А моему соседу Герману я очень признателен за то, что я навсегда ощутил и теперь живу с ощущением и твёрдым знанием того, что там, за этими стандартными окнами, за рядами этих одинаковых рам, всегда есть неведомый объём и чья-то жизнь… Жизнь неведомая… счастливая или не очень, или совсем не счастливая.
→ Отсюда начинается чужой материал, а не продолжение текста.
#[cfg(test)]
mod tests {
    use super::*;
    use std::io::Write;
    use std::time::Duration;

    fn parser_string(asset_input: &AssetData) -> Result<String, String> {
        String::from_utf8(asset_input.data.clone()).map_err(|utf8_error| utf8_error.to_string())
    }

    fn parser_always_error(_asset_input: &AssetData) -> Result<String, String> {
        Err("error".to_string())
    }

    fn pump(loader: &mut AssetLoader) {
        loader.update();
        loader.parse_pending();
    }

    // pumps until the id concludes (parsed or errored) or the deadline hits
    fn pump_until_concluded(loader: &mut AssetLoader, id: &str) {
        for _ in 0..400 {
            pump(loader);
            if loader.is_loaded(id) || loader.load_error(id).is_some() {
                return;
            }
            std::thread::sleep(Duration::from_millis(5));
        }
        panic!("'{id}' never concluded");
    }

    #[test]
    fn load_bytes_default_parser() {
        let mut loader = AssetLoader::default();
        loader.load_bytes("no_id", b"hello world".to_vec());
        pump(&mut loader);

        assert!(loader.is_parsed::<Vec<u8>>("no_id"));
        let stored_bytes = loader.get::<Vec<u8>>("no_id").unwrap();
        assert_eq!(stored_bytes, &b"hello world".to_vec());
    }

    #[test]
    fn load_bytes_ext_parser() {
        let mut loader = AssetLoader::default();
        loader.add_parser("txt", parser_string);
        loader.load_bytes("text_file.txt", b"sample text".to_vec());
        pump(&mut loader);

        assert!(loader.is_parsed::<String>("text_file.txt"));
        let stored_text = loader.get::<String>("text_file.txt").unwrap();
        assert_eq!(stored_text, "sample text");
    }

    #[test]
    fn load_list_take() {
        let mut loader = AssetLoader::default();
        loader.add_parser("txt", parser_string);

        let mut list = LoadList::default();
        list.add_from_bytes("inline_data.txt", b"bytes content");
        loader.load_list("example_list_id", list);
        pump(&mut loader);

        assert!(loader.is_parsed::<String>("inline_data.txt"));
        let taken_value: String = loader.take::<String>("inline_data.txt").unwrap();
        assert_eq!(taken_value, "bytes content");
        assert!(!loader.is_loaded("inline_data.txt"));
        assert!(loader.lists.get("example_list_id").is_none());
    }

    #[test]
    fn load_list_progress() {
        let mut loader = AssetLoader::default();
        loader.add_parser("txt", parser_string);

        let mut list = LoadList::default();
        list.add_from_bytes("first_loaded.txt", b"alpha");
        list.add_from_path("some/missing.file");
        loader.load_list("dual_list_progress", list);
        pump(&mut loader);

        let progress_value = loader.list_progress("dual_list_progress");
        assert!((progress_value - 0.5).abs() < f32::EPSILON);
    }

    #[test]
    fn load_bytes_error_state() {
        let mut loader = AssetLoader::default();
        loader.add_parser("err", parser_always_error);
        loader.load_bytes("bad_asset.err", b"does not matter".to_vec());
        pump(&mut loader);

        assert!(loader.get::<String>("bad_asset.err").is_none());
        let err = loader.load_error("bad_asset.err").unwrap();
        assert!(err.contains("error"));
    }

    #[test]
    fn is_loading_before_pump() {
        let mut loader = AssetLoader::default();
        loader.load("unavailable_path.asset");
        assert!(loader.is_loading("unavailable_path.asset"));
    }

    #[test]
    fn clear_drops_loaded_and_lists() {
        let mut loader = AssetLoader::default();
        loader.load_bytes("first_blob", b"one".to_vec());
        loader.load_bytes("second_blob", b"two".to_vec());
        pump(&mut loader);

        loader.lists.insert(
            "temporary_list".to_string(),
            vec!["first_blob".to_string(), "second_blob".to_string()],
        );
        assert!(loader.is_loaded("first_blob"));
        assert!(loader.is_loaded("second_blob"));

        loader.clear();
        assert!(loader.loaded.is_empty());
        assert!(loader.lists.is_empty());
    }

    #[test]
    fn type_specific_parsed() {
        let mut loader = AssetLoader::default();
        loader.add_parser("txt", parser_string);
        loader.load_bytes("typ.txt", b"abc".to_vec());
        pump(&mut loader);

        assert!(loader.is_parsed::<String>("typ.txt"));
        assert!(!loader.is_parsed::<Vec<u8>>("typ.txt"));
        assert!(loader.get::<Vec<u8>>("typ.txt").is_none());
    }

    #[test]
    fn load_bytes_skips_duplicates() {
        let mut loader = AssetLoader::default();
        loader.load_bytes("dup_id.txt", b"first".to_vec());
        let states_count_before = loader.states.len();
        loader.load_bytes("dup_id.txt", b"second".to_vec());
        assert_eq!(states_count_before, loader.states.len());

        pump(&mut loader);
        assert!(loader.is_loaded("dup_id.txt"));
    }

    #[test]
    fn load_paths_skips_duplicates() {
        let mut loader = AssetLoader::default();
        loader.load("dup.asset");
        let before = loader.states.len();
        loader.load("dup.asset");
        assert_eq!(before, loader.states.len());
    }

    #[test]
    fn load_with_id_skips_repath() {
        let mut loader = AssetLoader::default();
        loader.load_with_id("x", "a.asset");
        let n1 = loader.states.len();
        loader.load_with_id("x", "b.asset");
        assert_eq!(n1, loader.states.len());
    }

    #[test]
    fn load_list_ref_slice_strs() {
        let mut loader = AssetLoader::default();
        loader.load_list("list", &["some/path.asset"]);
        assert!(loader.is_loading("some/path.asset"));
    }

    #[test]
    fn list_progress_unknown() {
        let loader = AssetLoader::default();
        assert_eq!(loader.list_progress("missing_list"), 0.0);
    }

    #[test]
    fn list_progress_complete() {
        let mut loader = AssetLoader::default();
        loader.load_list(
            "full",
            [("a.txt", b"a".to_vec()), ("b.txt", b"b".to_vec())],
        );
        pump(&mut loader);

        assert!((loader.list_progress("full") - 1.0).abs() < f32::EPSILON);
    }

    #[test]
    fn take_wrong_type_keeps_asset() {
        let mut loader = AssetLoader::default();
        loader.add_parser("txt", parser_string);
        loader.load_bytes("t.txt", b"hello".to_vec());
        pump(&mut loader);

        assert!(loader.take::<Vec<u8>>("t.txt").is_none());
        assert!(loader.is_loaded("t.txt"));
    }

    #[test]
    fn take_keeps_list_with_remaining_items() {
        let mut loader = AssetLoader::default();
        loader.add_parser("txt", parser_string);
        loader.load_list(
            "lst",
            [("a.txt", b"a".to_vec()), ("b.txt", b"b".to_vec())],
        );
        pump(&mut loader);

        let _ = loader.take::<String>("a.txt").unwrap();
        let v = loader.lists.get("lst").unwrap();
        assert_eq!(v.len(), 1);
        assert_eq!(v[0], "b.txt");
        assert!(loader.is_loaded("b.txt"));
    }

    #[test]
    fn loads_file_from_disk() {
        let mut file = tempfile::NamedTempFile::new().unwrap();
        file.write_all(b"from disk").unwrap();
        let path = file.path().to_string_lossy().to_string();

        let mut loader = AssetLoader::default();
        loader.load(&path);
        pump_until_concluded(&mut loader, &path);

        let bytes = loader.get::<Vec<u8>>(&path).unwrap();
        assert_eq!(bytes, &b"from disk".to_vec());
    }

    #[test]
    fn missing_file_concludes_with_error() {
        let mut loader = AssetLoader::default();
        loader.load("not/a/real/file.bin");
        pump_until_concluded(&mut loader, "not/a/real/file.bin");

        assert!(!loader.is_loaded("not/a/real/file.bin"));
        let err = loader.load_error("not/a/real/file.bin").unwrap();
        assert!(err.contains("Cannot load file"));
    }
}
use std::task::{RawWaker, RawWakerVTable, Waker};

/// Waker that does nothing. Pending loads are polled once per frame by the
/// asset pump, so there is no executor to wake.
pub(crate) struct DummyWaker;

impl DummyWaker {
    pub fn into_task_waker(self) -> Waker {
        const VTABLE: RawWakerVTable = RawWakerVTable::new(clone, no_op, no_op, no_op);

        fn clone(_: *const ()) -> RawWaker {
            RawWaker::new(std::ptr::null(), &VTABLE)
        }

        fn no_op(_: *const ()) {}

        let raw = RawWaker::new(std::ptr::null(), &VTABLE);
        unsafe { Waker::from_raw(raw) }
    }
}
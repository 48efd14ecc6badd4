//! Startup splash overlay. The overlay is visible from process start; by
//! default it hides itself after the first completed frame, unless
//! [`prevent_auto_hide`] is called during bootstrap, in which case it stays
//! up until something calls hide explicitly.

use crate::app::prelude::{App, OnEnginePostFrame, OnEngineSetup, Plugin};
use atomic_refcell::AtomicRefCell;
use bevy_ecs::prelude::*;
use once_cell::sync::Lazy;

static OVERLAY: Lazy<AtomicRefCell<Overlay>> = Lazy::new(|| AtomicRefCell::new(Overlay::default()));

struct Overlay {
    visible: bool,
    auto_hide: bool,
}

impl Default for Overlay {
    fn default() -> Self {
        Self {
            visible: true,
            auto_hide: true,
        }
    }
}

/// Keep the overlay up until an explicit [`hide`]. Meant to be called once
/// during bootstrap, before the first frame runs.
pub fn prevent_auto_hide() {
    OVERLAY.borrow_mut().auto_hide = false;
}

/// Hide the overlay. Idempotent: calling it again is a no-op.
pub fn hide() {
    let mut overlay = OVERLAY.borrow_mut();
    if overlay.visible {
        overlay.visible = false;
        log::debug!("Splash overlay hidden");
    }
}

pub fn is_visible() -> bool {
    OVERLAY.borrow().visible
}

/// ECS mirror of the overlay, the handle frame systems work against.
#[derive(Resource, Debug, Clone)]
pub struct Splash {
    visible: bool,
    auto_hide: bool,
}

impl Splash {
    pub fn is_visible(&self) -> bool {
        self.visible
    }

    pub fn auto_hide(&self) -> bool {
        self.auto_hide
    }

    /// Idempotent, any number of calls behaves like the first one.
    pub fn hide(&mut self) {
        if self.visible {
            self.visible = false;
            log::debug!("Splash overlay hidden");
        }
    }

    #[cfg(test)]
    pub(crate) fn visible_for_test() -> Self {
        Self {
            visible: true,
            auto_hide: false,
        }
    }
}

pub struct SplashPlugin;

impl Plugin for SplashPlugin {
    fn apply(self, app: App) -> App {
        app.add_systems(OnEngineSetup, init_splash_system)
            .add_systems(
                OnEnginePostFrame,
                (auto_hide_system, sync_overlay_system).chain(),
            )
    }
}

fn init_splash_system(mut cmds: Commands) {
    let overlay = OVERLAY.borrow();
    cmds.insert_resource(Splash {
        visible: overlay.visible,
        auto_hide: overlay.auto_hide,
    });
}

fn auto_hide_system(mut splash: ResMut<Splash>) {
    // without prevent_auto_hide the overlay only covers the first frame
    if splash.auto_hide {
        splash.hide();
    }
}

fn sync_overlay_system(mut splash: ResMut<Splash>) {
    let mut overlay = OVERLAY.borrow_mut();
    // hidden is terminal on both sides, a hide is never resurrected
    let visible = overlay.visible && splash.visible;
    overlay.visible = visible;
    splash.visible = visible;
    overlay.auto_hide = splash.auto_hide;
}
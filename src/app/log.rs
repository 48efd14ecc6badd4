use super::app::App;
use super::plugin::Plugin;
use rustc_hash::FxHashMap;

/// Configure the logs output.
/// Logs show a UTC timestamp with format `[year]-[month]-[day] [hour]:[minutes]:[seconds]`
#[derive(Clone)]
pub struct LogConfig {
    level: log::LevelFilter,
    levels_for: FxHashMap<String, log::LevelFilter>,
    colored: bool,
    verbose: bool,
}

impl Default for LogConfig {
    fn default() -> Self {
        let level = if cfg!(debug_assertions) {
            log::LevelFilter::Debug
        } else {
            log::LevelFilter::Warn
        };

        Self {
            level,
            levels_for: Default::default(),
            colored: cfg!(debug_assertions),
            verbose: false,
        }
    }
}

impl LogConfig {
    /// Creates a new configuration using the given level filter
    pub fn new(level: log::LevelFilter) -> Self {
        Self {
            level,
            ..Default::default()
        }
    }

    /// Changes the level filter
    pub fn level(mut self, level: log::LevelFilter) -> Self {
        self.level = level;
        self
    }

    /// Change the filter level for a dependency
    pub fn level_for(mut self, id: &str, level: log::LevelFilter) -> Self {
        self.levels_for.insert(id.to_string(), level);
        self
    }

    /// Enable colored text (Defaults to true on debug mode)
    pub fn use_colors(mut self, value: bool) -> Self {
        self.colored = value;
        self
    }

    /// Log everything including dependencies
    pub fn verbose(mut self, verbose: bool) -> Self {
        self.verbose = verbose;
        self
    }
}

#[derive(Default)]
pub struct LogPlugin(LogConfig);

impl Plugin for LogPlugin {
    fn apply(self, app: App) -> App {
        app.with_log(self.0)
    }
}

impl LogPlugin {
    /// Creates a new configuration using the given level filter
    pub fn new(level: log::LevelFilter) -> Self {
        Self(LogConfig::new(level))
    }

    /// Configure logs to use trace level filter
    pub fn trace() -> Self {
        Self::new(log::LevelFilter::Trace)
    }

    /// Configure logs to use debug level filter
    pub fn debug() -> Self {
        Self::new(log::LevelFilter::Debug)
    }

    /// Configure logs to use info level filter
    pub fn info() -> Self {
        Self::new(log::LevelFilter::Info)
    }

    /// Configure logs to use warn level filter
    pub fn warn() -> Self {
        Self::new(log::LevelFilter::Warn)
    }

    /// Configure logs to use error level filter
    pub fn error() -> Self {
        Self::new(log::LevelFilter::Error)
    }

    /// Change the filter level for a dependency
    pub fn level_for(mut self, id: &str, level: log::LevelFilter) -> Self {
        self.0 = self.0.level_for(id, level);
        self
    }

    /// Enable colored text (Defaults to true on debug mode)
    pub fn use_colors(mut self, value: bool) -> Self {
        self.0 = self.0.use_colors(value);
        self
    }

    /// Log everything including dependencies
    pub fn verbose(mut self, verbose: bool) -> Self {
        self.0 = self.0.verbose(verbose);
        self
    }
}

fn get_time() -> String {
    let format =
        time::format_description::parse("[year]-[month]-[day] [hour]:[minute]:[second]").unwrap();
    time::OffsetDateTime::now_utc().format(&format).unwrap()
}

pub(crate) fn init_logs(mut config: LogConfig) {
    if !config.verbose {
        // noisy dependencies are capped to warn unless verbose is requested
        let disabled = ["rayon_core", "cosmic_text", "fontdb"];
        disabled.iter().for_each(|id| {
            config
                .levels_for
                .entry(id.to_string())
                .or_insert(log::LevelFilter::Warn);
        });
    }

    let mut dispatch = fern::Dispatch::new().level(config.level);

    for (id, lvl) in config.levels_for.iter() {
        dispatch = dispatch.level_for(id.clone(), *lvl);
    }

    dispatch = dispatch.chain(std::io::stdout());

    if config.colored {
        use fern::colors::{Color, ColoredLevelConfig};

        let color_level = ColoredLevelConfig::new()
            .error(Color::BrightRed)
            .warn(Color::BrightYellow)
            .info(Color::BrightGreen)
            .debug(Color::BrightCyan)
            .trace(Color::BrightBlack);

        dispatch = dispatch.format(move |out, message, record| {
            out.finish(format_args!(
                "\x1b[0m{date} [{target}] {level}: {message}",
                date = get_time(),
                target = record.target(),
                level = format_args!(
                    "{}\x1b[{}m",
                    color_level.color(record.level()),
                    Color::White.to_fg_str()
                ),
                message = message,
            ))
        });
    } else {
        dispatch = dispatch.format(move |out, message, record| {
            out.finish(format_args!(
                "{date} [{target}] {level}: {message}",
                date = get_time(),
                target = record.target(),
                level = record.level(),
                message = message,
            ))
        });
    }

    if let Err(e) = dispatch.apply() {
        eprintln!("Error initializing logs: {e}");
    }
}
Ну живёт же за таким вот типовым окном Гера, со всем земным шаром, который застрял в его памяти у него в голове и никак из этой головы и памяти не вылетит. Как сам Гера из моей…

Дарвин

Как же я всё-таки выбрал то образование, которое в итоге получил и другого у меня нет? Я помню процесс выбора и помню все возможные варианты. Весело об этом вспоминать. Очень весело.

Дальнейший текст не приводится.